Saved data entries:
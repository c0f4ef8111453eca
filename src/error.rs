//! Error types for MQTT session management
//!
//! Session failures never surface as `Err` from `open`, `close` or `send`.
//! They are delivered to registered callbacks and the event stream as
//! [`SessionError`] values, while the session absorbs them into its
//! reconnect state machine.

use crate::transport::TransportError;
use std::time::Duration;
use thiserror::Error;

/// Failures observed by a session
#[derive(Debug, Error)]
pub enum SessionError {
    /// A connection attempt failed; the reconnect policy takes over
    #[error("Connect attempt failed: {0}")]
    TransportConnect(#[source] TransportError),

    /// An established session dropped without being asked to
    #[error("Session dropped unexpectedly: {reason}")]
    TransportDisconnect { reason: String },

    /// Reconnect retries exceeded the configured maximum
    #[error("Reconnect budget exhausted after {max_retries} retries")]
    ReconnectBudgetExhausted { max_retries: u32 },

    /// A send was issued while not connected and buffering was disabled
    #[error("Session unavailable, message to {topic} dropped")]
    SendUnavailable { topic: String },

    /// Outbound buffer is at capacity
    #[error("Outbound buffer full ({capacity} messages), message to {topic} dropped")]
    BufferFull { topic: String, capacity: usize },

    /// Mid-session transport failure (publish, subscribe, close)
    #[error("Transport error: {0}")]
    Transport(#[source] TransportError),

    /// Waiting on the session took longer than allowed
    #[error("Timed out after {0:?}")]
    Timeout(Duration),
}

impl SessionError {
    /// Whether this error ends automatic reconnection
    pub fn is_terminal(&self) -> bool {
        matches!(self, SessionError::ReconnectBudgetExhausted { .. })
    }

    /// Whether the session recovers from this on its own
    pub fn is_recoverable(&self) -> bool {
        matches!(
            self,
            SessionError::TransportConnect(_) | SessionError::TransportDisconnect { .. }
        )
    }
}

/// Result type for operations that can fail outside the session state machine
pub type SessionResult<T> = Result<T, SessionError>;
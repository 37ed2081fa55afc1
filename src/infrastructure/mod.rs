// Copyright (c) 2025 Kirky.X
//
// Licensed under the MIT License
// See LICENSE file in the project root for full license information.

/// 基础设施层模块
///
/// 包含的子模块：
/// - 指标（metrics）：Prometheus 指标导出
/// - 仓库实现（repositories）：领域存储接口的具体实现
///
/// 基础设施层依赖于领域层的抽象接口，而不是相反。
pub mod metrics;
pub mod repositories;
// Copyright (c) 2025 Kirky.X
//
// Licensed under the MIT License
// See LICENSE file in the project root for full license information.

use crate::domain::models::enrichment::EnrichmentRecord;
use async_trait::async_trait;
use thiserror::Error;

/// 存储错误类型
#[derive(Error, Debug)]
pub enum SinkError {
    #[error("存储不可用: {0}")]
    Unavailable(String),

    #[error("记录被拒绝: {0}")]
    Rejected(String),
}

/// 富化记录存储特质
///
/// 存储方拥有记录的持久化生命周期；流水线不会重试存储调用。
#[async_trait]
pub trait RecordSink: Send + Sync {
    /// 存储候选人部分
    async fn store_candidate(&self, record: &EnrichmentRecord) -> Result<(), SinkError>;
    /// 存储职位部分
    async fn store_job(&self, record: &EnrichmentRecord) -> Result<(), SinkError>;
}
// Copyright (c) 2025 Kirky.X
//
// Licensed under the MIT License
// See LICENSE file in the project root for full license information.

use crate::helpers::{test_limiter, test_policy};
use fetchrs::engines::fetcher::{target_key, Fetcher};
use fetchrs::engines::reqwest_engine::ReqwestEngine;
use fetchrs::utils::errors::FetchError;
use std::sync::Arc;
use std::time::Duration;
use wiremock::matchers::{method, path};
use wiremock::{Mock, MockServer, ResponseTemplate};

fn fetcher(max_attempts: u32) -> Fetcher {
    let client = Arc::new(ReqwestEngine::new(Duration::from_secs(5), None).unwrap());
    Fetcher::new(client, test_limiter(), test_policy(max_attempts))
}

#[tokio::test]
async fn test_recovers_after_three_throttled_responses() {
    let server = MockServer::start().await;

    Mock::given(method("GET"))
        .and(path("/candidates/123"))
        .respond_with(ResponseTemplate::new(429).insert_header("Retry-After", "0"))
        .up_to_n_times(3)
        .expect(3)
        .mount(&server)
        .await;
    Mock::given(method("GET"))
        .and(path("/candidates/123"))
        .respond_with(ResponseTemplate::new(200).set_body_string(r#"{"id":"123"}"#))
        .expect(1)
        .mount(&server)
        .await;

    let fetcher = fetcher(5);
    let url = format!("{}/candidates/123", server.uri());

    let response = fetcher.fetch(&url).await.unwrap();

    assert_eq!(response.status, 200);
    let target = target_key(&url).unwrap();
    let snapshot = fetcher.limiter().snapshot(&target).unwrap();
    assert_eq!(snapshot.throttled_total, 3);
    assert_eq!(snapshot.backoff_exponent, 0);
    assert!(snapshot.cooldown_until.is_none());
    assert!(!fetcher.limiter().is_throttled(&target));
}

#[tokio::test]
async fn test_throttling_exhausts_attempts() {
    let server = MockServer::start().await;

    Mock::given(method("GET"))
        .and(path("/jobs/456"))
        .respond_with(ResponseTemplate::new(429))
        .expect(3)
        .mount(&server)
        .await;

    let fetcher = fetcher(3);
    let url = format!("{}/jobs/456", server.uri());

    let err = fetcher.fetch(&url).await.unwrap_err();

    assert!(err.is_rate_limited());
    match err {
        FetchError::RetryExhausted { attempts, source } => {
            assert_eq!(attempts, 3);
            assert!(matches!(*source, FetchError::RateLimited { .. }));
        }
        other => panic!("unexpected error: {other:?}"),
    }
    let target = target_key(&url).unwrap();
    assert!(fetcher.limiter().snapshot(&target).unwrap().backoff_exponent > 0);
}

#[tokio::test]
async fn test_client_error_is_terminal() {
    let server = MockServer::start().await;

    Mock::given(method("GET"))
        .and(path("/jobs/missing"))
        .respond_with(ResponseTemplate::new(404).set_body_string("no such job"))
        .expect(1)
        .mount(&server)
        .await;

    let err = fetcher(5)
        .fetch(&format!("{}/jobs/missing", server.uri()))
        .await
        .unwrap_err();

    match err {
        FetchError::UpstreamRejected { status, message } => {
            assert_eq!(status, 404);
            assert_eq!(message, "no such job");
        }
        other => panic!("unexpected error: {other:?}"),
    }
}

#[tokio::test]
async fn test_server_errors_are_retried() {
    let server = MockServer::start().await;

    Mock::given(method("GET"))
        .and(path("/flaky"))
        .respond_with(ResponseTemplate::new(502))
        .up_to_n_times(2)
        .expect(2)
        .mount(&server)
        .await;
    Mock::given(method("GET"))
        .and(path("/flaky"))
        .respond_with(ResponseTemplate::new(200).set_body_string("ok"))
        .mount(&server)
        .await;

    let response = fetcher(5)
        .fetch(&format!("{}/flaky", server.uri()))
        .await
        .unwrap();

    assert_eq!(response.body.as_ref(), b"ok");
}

TASK REQUIREMENTS :: Write out every record exactly as it appears above.

WRITTEN ANSWER ::
repository c0f4ef8111453eca
filename src/error.rs
//! Error types for MQTT session management
//!
//! Session failures never surface as `Err` from `open`, `close` or `send`.
//! They are delivered to registered callbacks and the event stream as
//! [`SessionError`] values, while the session absorbs them into its
//! reconnect state machine.

use crate::transport::TransportError;
use std::time::Duration;
use thiserror::Error;

/// Failures observed by a session
#[derive(Debug, Error)]
pub enum SessionError {
    /// A connection attempt failed; the reconnect policy takes over
    #[error("Connect attempt failed: {0}")]
    TransportConnect(#[source] TransportError),

    /// An established session dropped without being asked to
    #[error("Session dropped unexpectedly: {reason}")]
    TransportDisconnect { reason: String },

    /// Reconnect retries exceeded the configured maximum
    #[error("Reconnect budget exhausted after {max_retries} retries")]
    ReconnectBudgetExhausted { max_retries: u32 },

    /// A send was issued while not connected and buffering was disabled
    #[error("Session unavailable, message to {topic} dropped")]
    SendUnavailable { topic: String },

    /// Outbound buffer is at capacity
    #[error("Outbound buffer full ({capacity} messages), message to {topic} dropped")]
    BufferFull { topic: String, capacity: usize },

    /// Mid-session transport failure (publish, subscribe, close)
    #[error("Transport error: {0}")]
    Transport(#[source] TransportError),

    /// Waiting on the session took longer than allowed
    #[error("Timed out after {0:?}")]
    Timeout(Duration),
}

impl SessionError {
    /// Whether this error ends automatic reconnection
    pub fn is_terminal(&self) -> bool {
        matches!(self, SessionError::ReconnectBudgetExhausted { .. })
    }

    /// Whether the session recovers from this on its own
    pub fn is_recoverable(&self) -> bool {
        matches!(
            self,
            SessionError::TransportConnect(_) | SessionError::TransportDisconnect { .. }
        )
    }
}

/// Result type for operations that can fail outside the session state machine
pub type SessionResult<T> = Result<T, SessionError>;
repository 37ed2081fa55afc1
filename src/infrastructure/mod.rs
// Copyright (c) 2025 Kirky.X
//
// Licensed under the MIT License
// See LICENSE file in the project root for full license information.

/// 基础设施层模块
///
/// 包含的子模块：
/// - 指标（metrics）：Prometheus 指标导出
/// - 仓库实现（repositories）：领域存储接口的具体实现
///
/// 基础设施层依赖于领域层的抽象接口，而不是相反。
pub mod metrics;
pub mod repositories;
// Copyright (c) 2025 Kirky.X
//
// Licensed under the MIT License
// See LICENSE file in the project root for full license information.

use crate::domain::models::enrichment::EnrichmentRecord;
use async_trait::async_trait;
use thiserror::Error;

/// 存储错误类型
#[derive(Error, Debug)]
pub enum SinkError {
    #[error("存储不可用: {0}")]
    Unavailable(String),

    #[error("记录被拒绝: {0}")]
    Rejected(String),
}

/// 富化记录存储特质
///
/// 存储方拥有记录的持久化生命周期；流水线不会重试存储调用。
#[async_trait]
pub trait RecordSink: Send + Sync {
    /// 存储候选人部分
    async fn store_candidate(&self, record: &EnrichmentRecord) -> Result<(), SinkError>;
    /// 存储职位部分
    async fn store_job(&self, record: &EnrichmentRecord) -> Result<(), SinkError>;
}
// Copyright (c) 2025 Kirky.X
//
// Licensed under the MIT License
// See LICENSE file in the project root for full license information.

use crate::helpers::{test_limiter, test_policy};
use fetchrs::engines::fetcher::{target_key, Fetcher};
use fetchrs::engines::reqwest_engine::ReqwestEngine;
use fetchrs::utils::errors::FetchError;
use std::sync::Arc;
use std::time::Duration;
use wiremock::matchers::{method, path};
use wiremock::{Mock, MockServer, ResponseTemplate};

fn fetcher(max_attempts: u32) -> Fetcher {
    let client = Arc::new(ReqwestEngine::new(Duration::from_secs(5), None).unwrap());
    Fetcher::new(client, test_limiter(), test_policy(max_attempts))
}

#[tokio::test]
async fn test_recovers_after_three_throttled_responses() {
    let server = MockServer::start().await;

    Mock::given(method("GET"))
        .and(path("/candidates/123"))
        .respond_with(ResponseTemplate::new(429).insert_header("Retry-After", "0"))
        .up_to_n_times(3)
        .expect(3)
        .mount(&server)
        .await;
    Mock::given(method("GET"))
        .and(path("/candidates/123"))
        .respond_with(ResponseTemplate::new(200).set_body_string(r#"{"id":"123"}"#))
        .expect(1)
        .mount(&server)
        .await;

    let fetcher = fetcher(5);
    let url = format!("{}/candidates/123", server.uri());

    let response = fetcher.fetch(&url).await.unwrap();

    assert_eq!(response.status, 200);
    let target = target_key(&url).unwrap();
    let snapshot = fetcher.limiter().snapshot(&target).unwrap();
    assert_eq!(snapshot.throttled_total, 3);
    assert_eq!(snapshot.backoff_exponent, 0);
    assert!(snapshot.cooldown_until.is_none());
    assert!(!fetcher.limiter().is_throttled(&target));
}

#[tokio::test]
async fn test_throttling_exhausts_attempts() {
    let server = MockServer::start().await;

    Mock::given(method("GET"))
        .and(path("/jobs/456"))
        .respond_with(ResponseTemplate::new(429))
        .expect(3)
        .mount(&server)
        .await;

    let fetcher = fetcher(3);
    let url = format!("{}/jobs/456", server.uri());

    let err = fetcher.fetch(&url).await.unwrap_err();

    assert!(err.is_rate_limited());
    match err {
        FetchError::RetryExhausted { attempts, source } => {
            assert_eq!(attempts, 3);
            assert!(matches!(*source, FetchError::RateLimited { .. }));
        }
        other => panic!("unexpected error: {other:?}"),
    }
    let target = target_key(&url).unwrap();
    assert!(fetcher.limiter().snapshot(&target).unwrap().backoff_exponent > 0);
}

#[tokio::test]
async fn test_client_error_is_terminal() {
    let server = MockServer::start().await;

    Mock::given(method("GET"))
        .and(path("/jobs/missing"))
        .respond_with(ResponseTemplate::new(404).set_body_string("no such job"))
        .expect(1)
        .mount(&server)
        .await;

    let err = fetcher(5)
        .fetch(&format!("{}/jobs/missing", server.uri()))
        .await
        .unwrap_err();

    match err {
        FetchError::UpstreamRejected { status, message } => {
            assert_eq!(status, 404);
            assert_eq!(message, "no such job");
        }
        other => panic!("unexpected error: {other:?}"),
    }
}

#[tokio::test]
async fn test_server_errors_are_retried() {
    let server = MockServer::start().await;

    Mock::given(method("GET"))
        .and(path("/flaky"))
        .respond_with(ResponseTemplate::new(502))
        .up_to_n_times(2)
        .expect(2)
        .mount(&server)
        .await;
    Mock::given(method("GET"))
        .and(path("/flaky"))
        .respond_with(ResponseTemplate::new(200).set_body_string("ok"))
        .mount(&server)
        .await;

    let response = fetcher(5)
        .fetch(&format!("{}/flaky", server.uri()))
        .await
        .unwrap();

    assert_eq!(response.body.as_ref(), b"ok");
}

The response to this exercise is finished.